Thy National Park, Denmark
Sandy grasslands, crystal-clear lakes, pine forest, moors and windswept dunes cover an area of 244 square kilometers protected by the Thy National Park. It’s the first and largest national park in Denmark, beloved by hikers, bird-watchers, cyclists and horse-riding enthusiasts. History-lovers can also find something for themselves. The area’s dotted with WWII-era bunkers and traditional fishing villages that look as if the time stopped there years ago. Klitmøller is a fabulous windsurfing spot, a perfect place for those interested in water sports. If all you want to do is swimming, relaxing and watching colorful fishing boats, visit Nørre Vorupør, a lovely beach resort.
Mols Bjerge National Park, Denmark
The Mols Hills aren’t high, but they’re gorgeous. The hills rise up to the height of 137 meters, and they form a lovely piece of land. Encompassing mysterious forests, blue lakes, moors, grasslands and coastal areas, the park covers 180 square. kilometers. Its fauna is incredibly diverse, including such plants as the pasque flower, cudweed, pink waxcap catchfly and green-winged orchid. In addition to natural gems, there are also ruins of a medieval castle and a manor dating back to 18th century.

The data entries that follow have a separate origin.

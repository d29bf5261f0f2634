//! Trigger policy engine.
//!
//! Pure decision logic: given a rule and a transition, decide whether the
//! rule fires, how long delivery is delayed and which post-trigger action
//! follows. No I/O happens here; the transition handler applies the outcome.
//!
//! Rules that do not fire never contribute a lifecycle action, so an inactive
//! rule cannot deactivate itself or delete its geofence as a side effect of a
//! transition it ignores.

use serde::Serialize;

use crate::models::geofication::{Geofication, PostTriggerAction};
use crate::models::transition::TransitionType;

/// Outcome of evaluating one rule against one transition.
#[derive(Debug, Clone, Copy, PartialEq, Eq, Serialize)]
#[serde(rename_all = "camelCase")]
pub struct TriggerDecision {
    pub fires: bool,
    pub delay_minutes: i64,
    /// Present only when the rule fires.
    pub post_trigger_action: Option<PostTriggerAction>,
}

impl TriggerDecision {
    /// Decision for a rule that ignores the transition.
    pub fn ignored() -> Self {
        Self {
            fires: false,
            delay_minutes: 0,
            post_trigger_action: None,
        }
    }
}

/// Evaluates a single rule.
///
/// Fires iff the rule is active and its direction flags equal the
/// transition bit or are BOTH.
pub fn evaluate(geofication: &Geofication, transition: TransitionType) -> TriggerDecision {
    if !geofication.active || !geofication.flags.matches(transition) {
        return TriggerDecision::ignored();
    }

    TriggerDecision {
        fires: true,
        delay_minutes: geofication.delay_minutes,
        post_trigger_action: Some(geofication.on_trigger),
    }
}

/// A rule selected to fire, with its decision.
#[derive(Debug, Clone, PartialEq)]
pub struct FiringRule {
    pub geofication: Geofication,
    pub decision: TriggerDecision,
}

impl FiringRule {
    pub fn action(&self) -> PostTriggerAction {
        self.decision
            .post_trigger_action
            .unwrap_or(self.geofication.on_trigger)
    }
}

/// Aggregated outcome for every rule of one geofence.
#[derive(Debug, Clone, Default, PartialEq)]
pub struct TransitionPlan {
    pub firing: Vec<FiringRule>,
    /// Number of rules that ignored the transition.
    pub ignored: usize,
    /// At least one firing rule deletes the geofence.
    pub deletes_geofence: bool,
}

impl TransitionPlan {
    /// Whether nothing fires.
    pub fn is_empty(&self) -> bool {
        self.firing.is_empty()
    }

    /// Ids of firing rules that deactivate themselves.
    pub fn deactivations(&self) -> Vec<i64> {
        self.firing
            .iter()
            .filter(|f| f.action() == PostTriggerAction::Deactivate)
            .map(|f| f.geofication.id)
            .collect()
    }
}

/// Evaluates every rule of a geofence. There is no short-circuit: all rules
/// are considered, and the relative order of firing rules carries no meaning.
pub fn plan_transition(geofications: &[Geofication], transition: TransitionType) -> TransitionPlan {
    let mut plan = TransitionPlan::default();

    for geofication in geofications {
        let decision = evaluate(geofication, transition);
        if !decision.fires {
            plan.ignored += 1;
            continue;
        }

        if decision.post_trigger_action == Some(PostTriggerAction::DeleteGeofence) {
            plan.deletes_geofence = true;
        }

        plan.firing.push(FiringRule {
            geofication: geofication.clone(),
            decision,
        });
    }

    plan
}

Sarek National Park, Sweden
Wild and harsh, Sarek National Park is not a destination for the faint-hearted. The landscape consists of impressive mountains, high plateaux, and valleys, including the largest and most famous one – Rapadalen. It’s covered with birch and willow trees, surrounded by glaciers and absolutely stunning. The terrain’s rugged, weather’s rainy and streams turbulent, that’s why Sarek isn’t a good place for beginners. Nevertheless, experienced hikers and mountaineers can enjoy its edgy character and unique beauty. There are hiking trails, but no tourist facilities, not even cabins or campsites. So you really should be confident about your skills before heading to the park.
Abisko National Park, Sweden
This enchanting park stretches from the shores of Torne träsk, one of the largest and most scenic lakes in Sweden. The Abisko village located near the lake is a popular base for exploring the park. It’s a tiny, charming village, worth visiting before you enter the wilderness. The Abisko National Park lies about 200 kilometers from the Arctic Circle. So during the summer, thanks to the midnight sun, you can hike as much as you want without bothering about the darkness. It’s a great advantage because there’s quite a lot of land to hike around. The Scandinavian mountain range protected by the park is large, high and picturesque. Winters aren’t less attractive; the park offers fabulous opportunities for cross-country skiing, snowshoeing and other winter sports. Besides, it’s quite easy to see the magical Aurora borealis.